MATERIAL TO PROCESS Block Start

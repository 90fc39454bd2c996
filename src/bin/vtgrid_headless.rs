//! vtgrid headless runner
//!
//! Feeds a byte stream from a file or stdin through a terminal and prints
//! the resulting screen as text or a JSON snapshot.

use std::io::{self, Read};
use std::path::PathBuf;
use std::process::ExitCode;

use clap::Parser;
use tracing::{info, warn};
use tracing_subscriber::{layer::SubscriberExt, util::SubscriberInitExt, EnvFilter};
use vtgrid::{Terminal, TerminalConfig};

#[derive(Debug, Parser)]
#[command(name = "vtgrid-headless", version, about = "Run terminal emulation without a display")]
struct Args {
    /// Terminal width
    #[arg(short, long, default_value_t = 80)]
    cols: usize,

    /// Terminal height
    #[arg(short, long, default_value_t = 24)]
    rows: usize,

    /// Scrollback limit (0 = unbounded), overrides the config file
    #[arg(short, long)]
    scrollback: Option<usize>,

    /// TOML configuration file
    #[arg(long)]
    config: Option<PathBuf>,

    /// Feed the input in chunks of this many bytes
    #[arg(long, value_parser = clap::value_parser!(u64).range(1..))]
    chunk_size: Option<u64>,

    /// Output snapshot as JSON
    #[arg(short, long)]
    json: bool,

    /// Include scrollback in the output
    #[arg(long)]
    scrollback_out: bool,

    /// Input file (stdin when omitted)
    input: Option<PathBuf>,
}

fn main() -> ExitCode {
    tracing_subscriber::registry()
        .with(EnvFilter::try_from_default_env().unwrap_or_else(|_| EnvFilter::new("warn")))
        .with(tracing_subscriber::fmt::layer().with_writer(io::stderr))
        .init();

    let args = Args::parse();
    match run(&args) {
        Ok(()) => ExitCode::SUCCESS,
        Err(e) => {
            eprintln!("Error: {}", e);
            ExitCode::FAILURE
        }
    }
}

fn run(args: &Args) -> Result<(), Box<dyn std::error::Error>> {
    let mut config = match &args.config {
        Some(path) => TerminalConfig::load_from_file(path)?,
        None => TerminalConfig::default(),
    };
    if let Some(limit) = args.scrollback {
        config.scrollback_limit = limit;
    }

    let mut term = Terminal::with_config(args.cols, args.rows, &config)?;

    let input = match &args.input {
        Some(path) => std::fs::read(path)?,
        None => {
            let mut data = Vec::new();
            io::stdin().read_to_end(&mut data)?;
            data
        }
    };
    info!("Read {} bytes", input.len());

    match args.chunk_size {
        Some(size) => {
            let size = usize::try_from(size).unwrap_or(usize::MAX);
            for chunk in input.chunks(size) {
                term.write(chunk);
            }
        }
        None => term.write(&input),
    }

    if args.json {
        let snapshot = term.snapshot(args.scrollback_out);
        println!("{}", snapshot.to_json()?);
        return Ok(());
    }

    println!("Terminal State ({}x{}):", term.cols(), term.rows());
    println!("Cursor: ({}, {})", term.cursor_y(), term.cursor_x());
    if !term.title().is_empty() {
        println!("Title: {}", term.title());
    }
    if args.scrollback_out {
        if term.scrollback_len() == 0 {
            warn!("Scrollback requested but empty");
        }
        println!("--- scrollback ({} lines)", term.scrollback_len());
        for line in term.screen().scrollback().iter() {
            println!("{}", line.text());
        }
    }
    println!("---");
    for y in 0..term.rows() {
        println!("{}", term.line_text(y)?);
    }
    println!("---");

    Ok(())
}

MATERIAL TO PROCESS Block End

-- TASK STATEMENT --
Search the preceding listing for the word "clap" and pull out every line that holds it.

-- TASK ANSWER --
use clap::Parser;
    #[arg(long, value_parser = clap::value_parser!(u64).range(1..))]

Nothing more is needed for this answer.